WHAT THE TASK REQUIRES - Pull out each line of the records holding the string "LogFormat".

RECORDS SHOWN -
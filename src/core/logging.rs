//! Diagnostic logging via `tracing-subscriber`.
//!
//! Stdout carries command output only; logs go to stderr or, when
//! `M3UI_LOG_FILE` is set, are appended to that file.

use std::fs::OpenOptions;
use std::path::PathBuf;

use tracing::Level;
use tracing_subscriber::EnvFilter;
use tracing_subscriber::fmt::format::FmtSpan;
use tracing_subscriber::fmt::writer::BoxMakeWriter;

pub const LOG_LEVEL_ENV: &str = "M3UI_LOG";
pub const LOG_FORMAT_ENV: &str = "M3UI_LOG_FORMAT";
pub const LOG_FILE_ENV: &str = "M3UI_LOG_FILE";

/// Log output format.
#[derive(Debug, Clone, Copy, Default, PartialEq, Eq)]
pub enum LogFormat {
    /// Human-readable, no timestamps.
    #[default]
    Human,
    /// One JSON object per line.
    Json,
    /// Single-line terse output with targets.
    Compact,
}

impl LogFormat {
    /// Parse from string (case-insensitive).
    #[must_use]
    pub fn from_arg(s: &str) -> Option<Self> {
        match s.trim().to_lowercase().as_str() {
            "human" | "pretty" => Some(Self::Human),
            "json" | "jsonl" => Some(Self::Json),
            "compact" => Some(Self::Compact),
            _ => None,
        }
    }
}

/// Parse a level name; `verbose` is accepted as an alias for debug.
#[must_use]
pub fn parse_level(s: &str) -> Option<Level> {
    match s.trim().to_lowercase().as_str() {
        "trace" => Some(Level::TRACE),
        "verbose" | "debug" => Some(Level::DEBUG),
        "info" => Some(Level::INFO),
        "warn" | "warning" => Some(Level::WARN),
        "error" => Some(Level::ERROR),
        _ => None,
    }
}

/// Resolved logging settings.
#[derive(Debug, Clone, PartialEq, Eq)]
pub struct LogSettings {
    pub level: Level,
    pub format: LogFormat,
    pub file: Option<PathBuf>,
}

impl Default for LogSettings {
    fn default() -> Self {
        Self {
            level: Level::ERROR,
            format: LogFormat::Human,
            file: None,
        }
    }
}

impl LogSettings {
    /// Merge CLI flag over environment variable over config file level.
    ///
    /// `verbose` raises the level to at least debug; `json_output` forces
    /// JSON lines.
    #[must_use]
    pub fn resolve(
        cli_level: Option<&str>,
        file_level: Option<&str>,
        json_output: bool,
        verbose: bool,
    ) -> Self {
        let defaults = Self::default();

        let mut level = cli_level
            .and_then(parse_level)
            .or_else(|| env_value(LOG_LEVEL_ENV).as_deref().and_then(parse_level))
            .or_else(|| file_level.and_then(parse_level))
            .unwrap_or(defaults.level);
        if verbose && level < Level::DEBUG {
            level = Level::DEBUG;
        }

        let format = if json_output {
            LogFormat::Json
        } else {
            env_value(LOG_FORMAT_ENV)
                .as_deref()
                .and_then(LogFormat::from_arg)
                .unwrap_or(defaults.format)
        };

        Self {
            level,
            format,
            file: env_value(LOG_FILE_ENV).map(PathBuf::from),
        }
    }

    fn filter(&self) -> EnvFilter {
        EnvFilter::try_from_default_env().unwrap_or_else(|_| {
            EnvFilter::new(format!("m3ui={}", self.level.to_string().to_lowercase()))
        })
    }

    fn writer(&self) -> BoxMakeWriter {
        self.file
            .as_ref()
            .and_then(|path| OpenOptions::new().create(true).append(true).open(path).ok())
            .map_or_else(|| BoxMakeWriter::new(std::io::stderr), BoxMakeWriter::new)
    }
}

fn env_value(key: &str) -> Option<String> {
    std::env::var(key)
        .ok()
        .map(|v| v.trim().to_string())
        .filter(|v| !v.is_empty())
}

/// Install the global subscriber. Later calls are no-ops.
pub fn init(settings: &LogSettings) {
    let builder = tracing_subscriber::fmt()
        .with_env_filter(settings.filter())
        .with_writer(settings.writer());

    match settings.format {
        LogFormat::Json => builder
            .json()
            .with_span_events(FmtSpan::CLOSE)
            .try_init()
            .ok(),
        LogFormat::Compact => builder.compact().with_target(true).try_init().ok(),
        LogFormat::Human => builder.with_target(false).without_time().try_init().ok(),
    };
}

==

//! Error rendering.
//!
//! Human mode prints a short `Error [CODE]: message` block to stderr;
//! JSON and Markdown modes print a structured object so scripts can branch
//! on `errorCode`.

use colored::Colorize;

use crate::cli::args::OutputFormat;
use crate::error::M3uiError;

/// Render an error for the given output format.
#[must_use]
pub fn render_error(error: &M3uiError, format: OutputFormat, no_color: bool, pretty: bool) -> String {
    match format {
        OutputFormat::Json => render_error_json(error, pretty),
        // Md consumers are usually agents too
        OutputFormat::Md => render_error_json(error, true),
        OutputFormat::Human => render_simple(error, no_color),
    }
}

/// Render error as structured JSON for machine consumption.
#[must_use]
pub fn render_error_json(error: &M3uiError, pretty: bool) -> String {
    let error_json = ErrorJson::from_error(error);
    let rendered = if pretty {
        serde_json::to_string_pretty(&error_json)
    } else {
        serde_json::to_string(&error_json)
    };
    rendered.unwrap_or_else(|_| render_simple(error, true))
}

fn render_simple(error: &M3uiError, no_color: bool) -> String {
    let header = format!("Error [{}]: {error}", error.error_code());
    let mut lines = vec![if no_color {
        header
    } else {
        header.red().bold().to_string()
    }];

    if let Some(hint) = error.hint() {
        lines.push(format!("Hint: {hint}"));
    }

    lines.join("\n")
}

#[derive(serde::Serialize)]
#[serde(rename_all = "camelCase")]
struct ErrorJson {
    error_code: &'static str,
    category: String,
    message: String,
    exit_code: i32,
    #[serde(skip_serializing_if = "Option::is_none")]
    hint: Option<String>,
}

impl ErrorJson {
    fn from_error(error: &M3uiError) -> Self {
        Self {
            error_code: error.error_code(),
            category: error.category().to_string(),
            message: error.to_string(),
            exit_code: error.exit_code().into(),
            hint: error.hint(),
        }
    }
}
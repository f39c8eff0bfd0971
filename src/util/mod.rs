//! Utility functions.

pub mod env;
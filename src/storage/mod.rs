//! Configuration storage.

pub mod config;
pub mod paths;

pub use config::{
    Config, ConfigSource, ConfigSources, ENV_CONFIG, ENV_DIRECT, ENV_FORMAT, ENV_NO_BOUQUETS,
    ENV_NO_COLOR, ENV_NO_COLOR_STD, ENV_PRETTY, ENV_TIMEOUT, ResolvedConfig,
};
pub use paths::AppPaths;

RESPONSE BOX -
pub enum LogFormat {
impl LogFormat {
    pub format: LogFormat,
            format: LogFormat::Human,
            LogFormat::Json
                .and_then(LogFormat::from_arg)
        LogFormat::Json => builder
        LogFormat::Compact => builder.compact().with_target(true).try_init().ok(),
        LogFormat::Human => builder.with_target(false).without_time().try_init().ok(),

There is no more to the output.